[TASK INPUT — start]

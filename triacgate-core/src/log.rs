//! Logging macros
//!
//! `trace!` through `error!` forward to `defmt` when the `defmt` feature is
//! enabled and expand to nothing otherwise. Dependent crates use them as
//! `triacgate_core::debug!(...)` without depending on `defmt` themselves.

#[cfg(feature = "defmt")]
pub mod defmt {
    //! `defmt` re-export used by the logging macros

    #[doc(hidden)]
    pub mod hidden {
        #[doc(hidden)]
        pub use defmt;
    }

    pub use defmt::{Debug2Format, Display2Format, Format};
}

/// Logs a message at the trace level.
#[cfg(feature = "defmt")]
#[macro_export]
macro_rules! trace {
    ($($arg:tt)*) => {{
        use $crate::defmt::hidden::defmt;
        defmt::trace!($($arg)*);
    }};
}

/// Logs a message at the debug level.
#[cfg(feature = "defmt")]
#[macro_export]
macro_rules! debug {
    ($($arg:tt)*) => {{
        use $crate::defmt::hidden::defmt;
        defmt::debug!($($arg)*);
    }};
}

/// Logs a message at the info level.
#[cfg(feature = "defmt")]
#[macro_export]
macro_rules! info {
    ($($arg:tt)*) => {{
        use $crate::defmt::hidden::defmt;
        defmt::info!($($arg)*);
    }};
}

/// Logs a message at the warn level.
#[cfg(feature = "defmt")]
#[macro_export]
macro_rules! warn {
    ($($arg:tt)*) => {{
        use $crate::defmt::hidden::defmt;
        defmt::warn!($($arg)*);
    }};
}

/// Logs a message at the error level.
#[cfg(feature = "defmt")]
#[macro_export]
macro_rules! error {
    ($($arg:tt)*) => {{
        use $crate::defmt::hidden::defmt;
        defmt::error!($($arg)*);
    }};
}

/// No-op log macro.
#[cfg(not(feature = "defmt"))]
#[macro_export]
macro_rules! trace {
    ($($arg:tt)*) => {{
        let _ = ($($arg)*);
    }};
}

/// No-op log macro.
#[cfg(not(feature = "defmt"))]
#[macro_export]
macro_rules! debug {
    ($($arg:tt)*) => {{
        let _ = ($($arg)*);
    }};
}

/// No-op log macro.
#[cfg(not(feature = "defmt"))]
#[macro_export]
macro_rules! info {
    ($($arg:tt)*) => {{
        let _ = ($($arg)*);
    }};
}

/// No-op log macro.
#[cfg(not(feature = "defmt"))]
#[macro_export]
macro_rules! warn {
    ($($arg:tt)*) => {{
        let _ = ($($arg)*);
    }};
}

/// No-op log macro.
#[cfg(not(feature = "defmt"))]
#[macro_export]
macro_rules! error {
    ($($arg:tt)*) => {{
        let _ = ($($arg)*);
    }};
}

[TASK INPUT — finish]

> **TASK STATEMENT**: Each line of the data above is to be duplicated exactly.

> **EXERCISE OUTPUT**:
filename triacgate-core/src/log.rs
//! Logging macros
//!
//! `trace!` through `error!` forward to `defmt` when the `defmt` feature is
//! enabled and expand to nothing otherwise. Dependent crates use them as
//! `triacgate_core::debug!(...)` without depending on `defmt` themselves.

#[cfg(feature = "defmt")]
pub mod defmt {
    //! `defmt` re-export used by the logging macros

    #[doc(hidden)]
    pub mod hidden {
        #[doc(hidden)]
        pub use defmt;
    }

    pub use defmt::{Debug2Format, Display2Format, Format};
}

/// Logs a message at the trace level.
#[cfg(feature = "defmt")]
#[macro_export]
macro_rules! trace {
    ($($arg:tt)*) => {{
        use $crate::defmt::hidden::defmt;
        defmt::trace!($($arg)*);
    }};
}

/// Logs a message at the debug level.
#[cfg(feature = "defmt")]
#[macro_export]
macro_rules! debug {
    ($($arg:tt)*) => {{
        use $crate::defmt::hidden::defmt;
        defmt::debug!($($arg)*);
    }};
}

/// Logs a message at the info level.
#[cfg(feature = "defmt")]
#[macro_export]
macro_rules! info {
    ($($arg:tt)*) => {{
        use $crate::defmt::hidden::defmt;
        defmt::info!($($arg)*);
    }};
}

/// Logs a message at the warn level.
#[cfg(feature = "defmt")]
#[macro_export]
macro_rules! warn {
    ($($arg:tt)*) => {{
        use $crate::defmt::hidden::defmt;
        defmt::warn!($($arg)*);
    }};
}

/// Logs a message at the error level.
#[cfg(feature = "defmt")]
#[macro_export]
macro_rules! error {
    ($($arg:tt)*) => {{
        use $crate::defmt::hidden::defmt;
        defmt::error!($($arg)*);
    }};
}

/// No-op log macro.
#[cfg(not(feature = "defmt"))]
#[macro_export]
macro_rules! trace {
    ($($arg:tt)*) => {{
        let _ = ($($arg)*);
    }};
}

/// No-op log macro.
#[cfg(not(feature = "defmt"))]
#[macro_export]
macro_rules! debug {
    ($($arg:tt)*) => {{
        let _ = ($($arg)*);
    }};
}

/// No-op log macro.
#[cfg(not(feature = "defmt"))]
#[macro_export]
macro_rules! info {
    ($($arg:tt)*) => {{
        let _ = ($($arg)*);
    }};
}

/// No-op log macro.
#[cfg(not(feature = "defmt"))]
#[macro_export]
macro_rules! warn {
    ($($arg:tt)*) => {{
        let _ = ($($arg)*);
    }};
}

/// No-op log macro.
#[cfg(not(feature = "defmt"))]
#[macro_export]
macro_rules! error {
    ($($arg:tt)*) => {{
        let _ = ($($arg)*);
    }};
}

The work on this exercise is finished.